• Your goal: Locate every line in the records below that holds the word "aggregate" and return each one.

═══ Given data ═══

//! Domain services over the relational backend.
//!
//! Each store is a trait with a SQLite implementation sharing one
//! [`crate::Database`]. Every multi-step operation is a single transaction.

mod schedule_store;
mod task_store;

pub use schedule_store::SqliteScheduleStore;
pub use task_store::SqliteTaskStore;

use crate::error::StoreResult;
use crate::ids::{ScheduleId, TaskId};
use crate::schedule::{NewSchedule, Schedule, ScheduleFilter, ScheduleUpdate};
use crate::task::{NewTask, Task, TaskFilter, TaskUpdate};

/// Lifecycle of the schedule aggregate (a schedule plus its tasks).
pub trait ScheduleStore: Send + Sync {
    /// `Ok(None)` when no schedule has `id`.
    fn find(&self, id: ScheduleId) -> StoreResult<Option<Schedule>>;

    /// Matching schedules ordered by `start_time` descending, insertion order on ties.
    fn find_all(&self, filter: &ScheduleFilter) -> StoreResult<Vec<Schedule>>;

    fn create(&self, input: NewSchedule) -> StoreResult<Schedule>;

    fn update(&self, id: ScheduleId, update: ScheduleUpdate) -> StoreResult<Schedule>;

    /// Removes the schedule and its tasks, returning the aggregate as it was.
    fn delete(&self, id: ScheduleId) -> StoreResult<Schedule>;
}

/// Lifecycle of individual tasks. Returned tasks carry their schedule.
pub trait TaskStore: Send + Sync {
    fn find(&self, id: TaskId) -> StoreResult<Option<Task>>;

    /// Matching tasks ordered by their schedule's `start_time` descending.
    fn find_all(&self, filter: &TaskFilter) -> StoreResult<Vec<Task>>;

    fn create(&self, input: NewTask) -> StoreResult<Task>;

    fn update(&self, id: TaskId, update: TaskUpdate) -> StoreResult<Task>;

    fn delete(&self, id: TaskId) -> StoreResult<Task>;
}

═══
═══ Given data ═══

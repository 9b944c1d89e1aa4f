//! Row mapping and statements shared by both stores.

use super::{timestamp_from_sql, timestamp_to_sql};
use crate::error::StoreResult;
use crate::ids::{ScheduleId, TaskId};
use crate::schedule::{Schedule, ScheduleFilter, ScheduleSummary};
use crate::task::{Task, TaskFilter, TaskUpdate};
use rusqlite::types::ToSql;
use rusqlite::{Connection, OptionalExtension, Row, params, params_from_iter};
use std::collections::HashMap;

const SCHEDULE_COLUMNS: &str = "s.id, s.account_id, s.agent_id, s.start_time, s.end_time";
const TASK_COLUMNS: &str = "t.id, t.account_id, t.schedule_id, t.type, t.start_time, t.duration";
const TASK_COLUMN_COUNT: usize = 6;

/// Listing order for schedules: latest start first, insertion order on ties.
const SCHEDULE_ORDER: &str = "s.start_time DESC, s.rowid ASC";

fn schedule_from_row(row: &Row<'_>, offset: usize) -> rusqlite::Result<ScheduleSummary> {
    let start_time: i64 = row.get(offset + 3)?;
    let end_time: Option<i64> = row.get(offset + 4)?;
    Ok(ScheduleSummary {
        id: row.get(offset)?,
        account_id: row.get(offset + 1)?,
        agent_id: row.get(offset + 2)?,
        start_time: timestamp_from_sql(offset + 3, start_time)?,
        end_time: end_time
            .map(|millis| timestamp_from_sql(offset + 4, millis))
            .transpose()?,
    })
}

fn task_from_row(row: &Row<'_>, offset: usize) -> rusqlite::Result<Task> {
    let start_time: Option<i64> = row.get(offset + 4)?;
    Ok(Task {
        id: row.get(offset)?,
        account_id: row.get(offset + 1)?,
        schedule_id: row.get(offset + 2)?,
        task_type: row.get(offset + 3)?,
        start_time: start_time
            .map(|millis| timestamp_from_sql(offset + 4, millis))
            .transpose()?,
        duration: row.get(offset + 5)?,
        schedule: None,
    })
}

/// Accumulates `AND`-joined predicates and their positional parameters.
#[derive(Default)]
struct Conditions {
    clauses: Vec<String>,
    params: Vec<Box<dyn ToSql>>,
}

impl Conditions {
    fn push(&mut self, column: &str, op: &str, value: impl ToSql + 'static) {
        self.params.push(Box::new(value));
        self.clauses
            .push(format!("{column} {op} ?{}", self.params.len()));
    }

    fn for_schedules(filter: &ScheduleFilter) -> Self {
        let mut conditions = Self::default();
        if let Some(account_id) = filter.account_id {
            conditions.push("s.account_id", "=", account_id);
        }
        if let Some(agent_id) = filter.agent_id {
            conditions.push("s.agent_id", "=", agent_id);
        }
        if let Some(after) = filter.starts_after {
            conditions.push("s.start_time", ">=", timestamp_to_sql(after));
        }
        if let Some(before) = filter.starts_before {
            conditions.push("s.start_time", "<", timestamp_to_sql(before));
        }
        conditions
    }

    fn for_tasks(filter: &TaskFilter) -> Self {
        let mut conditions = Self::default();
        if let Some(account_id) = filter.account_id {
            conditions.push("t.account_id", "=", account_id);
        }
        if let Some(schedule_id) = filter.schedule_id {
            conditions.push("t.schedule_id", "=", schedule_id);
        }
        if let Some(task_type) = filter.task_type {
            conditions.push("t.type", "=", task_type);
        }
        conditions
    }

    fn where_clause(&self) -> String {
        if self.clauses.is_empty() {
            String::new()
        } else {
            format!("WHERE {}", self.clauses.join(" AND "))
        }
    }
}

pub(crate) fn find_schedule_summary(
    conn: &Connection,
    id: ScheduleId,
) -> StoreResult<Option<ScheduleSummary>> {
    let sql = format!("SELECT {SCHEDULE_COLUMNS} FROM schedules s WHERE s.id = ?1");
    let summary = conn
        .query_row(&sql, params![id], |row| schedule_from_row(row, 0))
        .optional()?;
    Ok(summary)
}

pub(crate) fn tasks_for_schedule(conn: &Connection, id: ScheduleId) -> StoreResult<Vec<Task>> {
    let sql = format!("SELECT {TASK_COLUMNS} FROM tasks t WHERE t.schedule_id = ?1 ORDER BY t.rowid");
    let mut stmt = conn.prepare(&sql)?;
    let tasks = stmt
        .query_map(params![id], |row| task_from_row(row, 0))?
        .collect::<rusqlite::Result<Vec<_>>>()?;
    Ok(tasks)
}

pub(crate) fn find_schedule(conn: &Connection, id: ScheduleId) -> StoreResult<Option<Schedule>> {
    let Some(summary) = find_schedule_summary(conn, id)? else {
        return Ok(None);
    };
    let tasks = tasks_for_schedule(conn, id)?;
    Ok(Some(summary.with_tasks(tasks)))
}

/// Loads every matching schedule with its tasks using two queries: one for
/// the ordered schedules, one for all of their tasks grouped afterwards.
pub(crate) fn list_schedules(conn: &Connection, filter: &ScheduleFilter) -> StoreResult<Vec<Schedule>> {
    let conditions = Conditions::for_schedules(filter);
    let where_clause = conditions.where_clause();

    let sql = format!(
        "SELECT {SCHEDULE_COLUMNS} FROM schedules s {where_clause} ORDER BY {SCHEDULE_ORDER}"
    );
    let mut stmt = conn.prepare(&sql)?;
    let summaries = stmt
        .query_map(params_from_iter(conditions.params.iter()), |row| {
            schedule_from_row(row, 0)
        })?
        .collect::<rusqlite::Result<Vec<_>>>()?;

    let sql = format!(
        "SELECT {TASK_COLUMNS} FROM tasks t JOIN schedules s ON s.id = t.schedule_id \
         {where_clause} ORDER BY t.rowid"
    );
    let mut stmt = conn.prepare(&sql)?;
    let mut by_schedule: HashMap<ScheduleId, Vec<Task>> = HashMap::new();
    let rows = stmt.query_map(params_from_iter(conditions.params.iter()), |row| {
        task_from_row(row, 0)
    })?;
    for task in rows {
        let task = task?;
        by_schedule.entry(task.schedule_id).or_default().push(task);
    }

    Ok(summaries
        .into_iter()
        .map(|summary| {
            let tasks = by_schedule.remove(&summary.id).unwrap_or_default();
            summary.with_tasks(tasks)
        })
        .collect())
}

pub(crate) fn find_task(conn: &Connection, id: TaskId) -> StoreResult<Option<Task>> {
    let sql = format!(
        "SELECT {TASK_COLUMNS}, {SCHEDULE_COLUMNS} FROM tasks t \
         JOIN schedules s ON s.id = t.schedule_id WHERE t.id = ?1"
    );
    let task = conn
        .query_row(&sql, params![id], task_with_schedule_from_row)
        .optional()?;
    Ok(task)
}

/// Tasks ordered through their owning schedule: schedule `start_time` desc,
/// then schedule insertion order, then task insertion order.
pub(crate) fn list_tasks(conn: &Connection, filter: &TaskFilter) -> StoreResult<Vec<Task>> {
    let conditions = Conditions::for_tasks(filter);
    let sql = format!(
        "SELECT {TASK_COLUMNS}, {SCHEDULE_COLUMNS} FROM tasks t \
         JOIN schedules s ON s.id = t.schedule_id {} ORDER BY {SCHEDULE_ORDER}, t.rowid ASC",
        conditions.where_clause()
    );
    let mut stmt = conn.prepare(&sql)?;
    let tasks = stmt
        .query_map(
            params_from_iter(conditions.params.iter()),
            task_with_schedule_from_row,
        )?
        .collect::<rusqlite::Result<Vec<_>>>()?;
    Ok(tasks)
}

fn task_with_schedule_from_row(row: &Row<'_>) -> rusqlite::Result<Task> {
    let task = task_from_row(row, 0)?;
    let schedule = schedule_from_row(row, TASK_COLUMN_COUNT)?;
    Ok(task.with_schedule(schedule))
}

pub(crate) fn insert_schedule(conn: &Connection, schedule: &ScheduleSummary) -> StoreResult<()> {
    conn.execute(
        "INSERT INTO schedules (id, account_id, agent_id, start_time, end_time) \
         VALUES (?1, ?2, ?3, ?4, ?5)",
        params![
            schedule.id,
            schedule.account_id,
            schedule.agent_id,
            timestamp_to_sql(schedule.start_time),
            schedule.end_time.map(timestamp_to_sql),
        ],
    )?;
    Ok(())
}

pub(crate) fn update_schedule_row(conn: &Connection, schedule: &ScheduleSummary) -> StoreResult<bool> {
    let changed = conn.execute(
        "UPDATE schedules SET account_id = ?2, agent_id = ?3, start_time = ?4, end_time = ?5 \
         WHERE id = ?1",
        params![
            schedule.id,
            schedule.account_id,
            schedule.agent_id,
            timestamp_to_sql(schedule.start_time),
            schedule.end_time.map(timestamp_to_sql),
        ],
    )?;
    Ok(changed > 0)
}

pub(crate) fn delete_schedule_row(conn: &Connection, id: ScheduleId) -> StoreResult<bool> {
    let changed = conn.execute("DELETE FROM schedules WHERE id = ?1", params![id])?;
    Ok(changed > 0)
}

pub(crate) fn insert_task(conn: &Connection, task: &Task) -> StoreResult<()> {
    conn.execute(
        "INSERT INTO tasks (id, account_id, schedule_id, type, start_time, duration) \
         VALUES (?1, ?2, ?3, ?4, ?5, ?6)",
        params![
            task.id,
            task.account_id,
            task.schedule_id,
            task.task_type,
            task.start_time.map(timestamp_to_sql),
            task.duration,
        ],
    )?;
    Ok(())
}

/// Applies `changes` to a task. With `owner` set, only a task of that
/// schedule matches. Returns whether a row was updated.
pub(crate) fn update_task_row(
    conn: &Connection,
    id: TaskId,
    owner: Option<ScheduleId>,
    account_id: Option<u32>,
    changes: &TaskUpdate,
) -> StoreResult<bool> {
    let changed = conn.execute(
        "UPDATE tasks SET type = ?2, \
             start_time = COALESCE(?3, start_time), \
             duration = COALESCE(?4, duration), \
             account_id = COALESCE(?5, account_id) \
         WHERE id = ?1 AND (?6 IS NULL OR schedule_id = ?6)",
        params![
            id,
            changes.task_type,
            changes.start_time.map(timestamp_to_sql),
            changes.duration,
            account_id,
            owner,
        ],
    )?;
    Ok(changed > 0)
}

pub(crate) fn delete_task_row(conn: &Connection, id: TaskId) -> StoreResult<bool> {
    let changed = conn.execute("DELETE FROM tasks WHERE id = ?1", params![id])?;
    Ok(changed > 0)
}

═══

• Answer below:
/// Lifecycle of the schedule aggregate (a schedule plus its tasks).
    /// Removes the schedule and its tasks, returning the aggregate as it was.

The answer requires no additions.